### Work instruction
Restate verbatim the span of lines below between the line with "self.feature_dir(feature).join(TASKS_DIR)" and the line with "pub fn worktree_path(&self, feature: &str, task: &str)", including those two lines, and only that span.

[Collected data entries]
Content starts

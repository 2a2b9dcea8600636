//! On-disk layout of a hive project.
//!
//! ```text
//! <root>/.hive/
//!   hive.toml
//!   features/<feature>/
//!     feature.json
//!     plan.md
//!     tasks/<NN-slug>/{status.json, spec.md, report.md, changes.diff}
//!     tasks/<NN-slug>/subtasks/<M-slug>/{status.json, spec.md, report.md}
//!   .worktrees/<feature>/<task>
//! ```

use std::path::{Path, PathBuf};

pub const HIVE_DIR: &str = ".hive";
pub const FEATURES_DIR: &str = "features";
pub const WORKTREES_DIR: &str = ".worktrees";
pub const TASKS_DIR: &str = "tasks";
pub const SUBTASKS_DIR: &str = "subtasks";
pub const FEATURE_FILE: &str = "feature.json";
pub const PLAN_FILE: &str = "plan.md";
pub const STATUS_FILE: &str = "status.json";
pub const SPEC_FILE: &str = "spec.md";
pub const REPORT_FILE: &str = "report.md";
pub const DIFF_FILE: &str = "changes.diff";
pub const SYNC_LOCK_RESOURCE: &str = "sync";

/// Resolves every hive path from the project root.
#[derive(Debug, Clone, PartialEq, Eq)]
pub struct HivePaths {
    root: PathBuf,
}

impl HivePaths {
    pub fn new(root: impl Into<PathBuf>) -> Self {
        Self { root: root.into() }
    }

    /// The project root (the git repository root).
    pub fn root(&self) -> &Path {
        &self.root
    }

    pub fn hive_dir(&self) -> PathBuf {
        self.root.join(HIVE_DIR)
    }

    pub fn features_dir(&self) -> PathBuf {
        self.hive_dir().join(FEATURES_DIR)
    }

    pub fn feature_dir(&self, feature: &str) -> PathBuf {
        self.features_dir().join(feature)
    }

    pub fn feature_file(&self, feature: &str) -> PathBuf {
        self.feature_dir(feature).join(FEATURE_FILE)
    }

    pub fn plan_file(&self, feature: &str) -> PathBuf {
        self.feature_dir(feature).join(PLAN_FILE)
    }

    /// Resource whose lock serializes `sync` for one feature.
    pub fn sync_lock_resource(&self, feature: &str) -> PathBuf {
        self.feature_dir(feature).join(SYNC_LOCK_RESOURCE)
    }

    pub fn tasks_dir(&self, feature: &str) -> PathBuf {
        self.feature_dir(feature).join(TASKS_DIR)
    }

    pub fn task_dir(&self, feature: &str, task: &str) -> PathBuf {
        self.tasks_dir(feature).join(task)
    }

    pub fn task_status(&self, feature: &str, task: &str) -> PathBuf {
        self.task_dir(feature, task).join(STATUS_FILE)
    }

    pub fn task_spec(&self, feature: &str, task: &str) -> PathBuf {
        self.task_dir(feature, task).join(SPEC_FILE)
    }

    pub fn task_report(&self, feature: &str, task: &str) -> PathBuf {
        self.task_dir(feature, task).join(REPORT_FILE)
    }

    pub fn task_diff(&self, feature: &str, task: &str) -> PathBuf {
        self.task_dir(feature, task).join(DIFF_FILE)
    }

    pub fn subtasks_dir(&self, feature: &str, task: &str) -> PathBuf {
        self.task_dir(feature, task).join(SUBTASKS_DIR)
    }

    pub fn subtask_dir(&self, feature: &str, task: &str, subtask: &str) -> PathBuf {
        self.subtasks_dir(feature, task).join(subtask)
    }

    pub fn subtask_status(&self, feature: &str, task: &str, subtask: &str) -> PathBuf {
        self.subtask_dir(feature, task, subtask).join(STATUS_FILE)
    }

    pub fn subtask_spec(&self, feature: &str, task: &str, subtask: &str) -> PathBuf {
        self.subtask_dir(feature, task, subtask).join(SPEC_FILE)
    }

    pub fn subtask_report(&self, feature: &str, task: &str, subtask: &str) -> PathBuf {
        self.subtask_dir(feature, task, subtask).join(REPORT_FILE)
    }

    pub fn worktrees_dir(&self) -> PathBuf {
        self.hive_dir().join(WORKTREES_DIR)
    }

    pub fn worktree_path(&self, feature: &str, task: &str) -> PathBuf {
        self.worktrees_dir().join(feature).join(task)
    }
}

#[cfg(test)]
mod tests {
    use super::*;

    #[test]
    fn test_task_paths() {
        let paths = HivePaths::new("/repo");
        assert_eq!(
            paths.task_status("auth", "01-setup"),
            PathBuf::from("/repo/.hive/features/auth/tasks/01-setup/status.json")
        );
        assert_eq!(
            paths.plan_file("auth"),
            PathBuf::from("/repo/.hive/features/auth/plan.md")
        );
    }

    #[test]
    fn test_subtask_paths() {
        let paths = HivePaths::new("/repo");
        assert_eq!(
            paths.subtask_status("auth", "01-setup", "1-write-tests"),
            PathBuf::from(
                "/repo/.hive/features/auth/tasks/01-setup/subtasks/1-write-tests/status.json"
            )
        );
    }

    #[test]
    fn test_worktree_path_is_deterministic() {
        let paths = HivePaths::new("/repo");
        assert_eq!(
            paths.worktree_path("auth", "02-core"),
            PathBuf::from("/repo/.hive/.worktrees/auth/02-core")
        );
        assert_eq!(
            paths.worktree_path("auth", "02-core"),
            paths.worktree_path("auth", "02-core")
        );
    }
}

Content ends

### Solved problem
        self.feature_dir(feature).join(TASKS_DIR)
    }

    pub fn task_dir(&self, feature: &str, task: &str) -> PathBuf {
        self.tasks_dir(feature).join(task)
    }

    pub fn task_status(&self, feature: &str, task: &str) -> PathBuf {
        self.task_dir(feature, task).join(STATUS_FILE)
    }

    pub fn task_spec(&self, feature: &str, task: &str) -> PathBuf {
        self.task_dir(feature, task).join(SPEC_FILE)
    }

    pub fn task_report(&self, feature: &str, task: &str) -> PathBuf {
        self.task_dir(feature, task).join(REPORT_FILE)
    }

    pub fn task_diff(&self, feature: &str, task: &str) -> PathBuf {
        self.task_dir(feature, task).join(DIFF_FILE)
    }

    pub fn subtasks_dir(&self, feature: &str, task: &str) -> PathBuf {
        self.task_dir(feature, task).join(SUBTASKS_DIR)
    }

    pub fn subtask_dir(&self, feature: &str, task: &str, subtask: &str) -> PathBuf {
        self.subtasks_dir(feature, task).join(subtask)
    }

    pub fn subtask_status(&self, feature: &str, task: &str, subtask: &str) -> PathBuf {
        self.subtask_dir(feature, task, subtask).join(STATUS_FILE)
    }

    pub fn subtask_spec(&self, feature: &str, task: &str, subtask: &str) -> PathBuf {
        self.subtask_dir(feature, task, subtask).join(SPEC_FILE)
    }

    pub fn subtask_report(&self, feature: &str, task: &str, subtask: &str) -> PathBuf {
        self.subtask_dir(feature, task, subtask).join(REPORT_FILE)
    }

    pub fn worktrees_dir(&self) -> PathBuf {
        self.hive_dir().join(WORKTREES_DIR)
    }

    pub fn worktree_path(&self, feature: &str, task: &str) -> PathBuf {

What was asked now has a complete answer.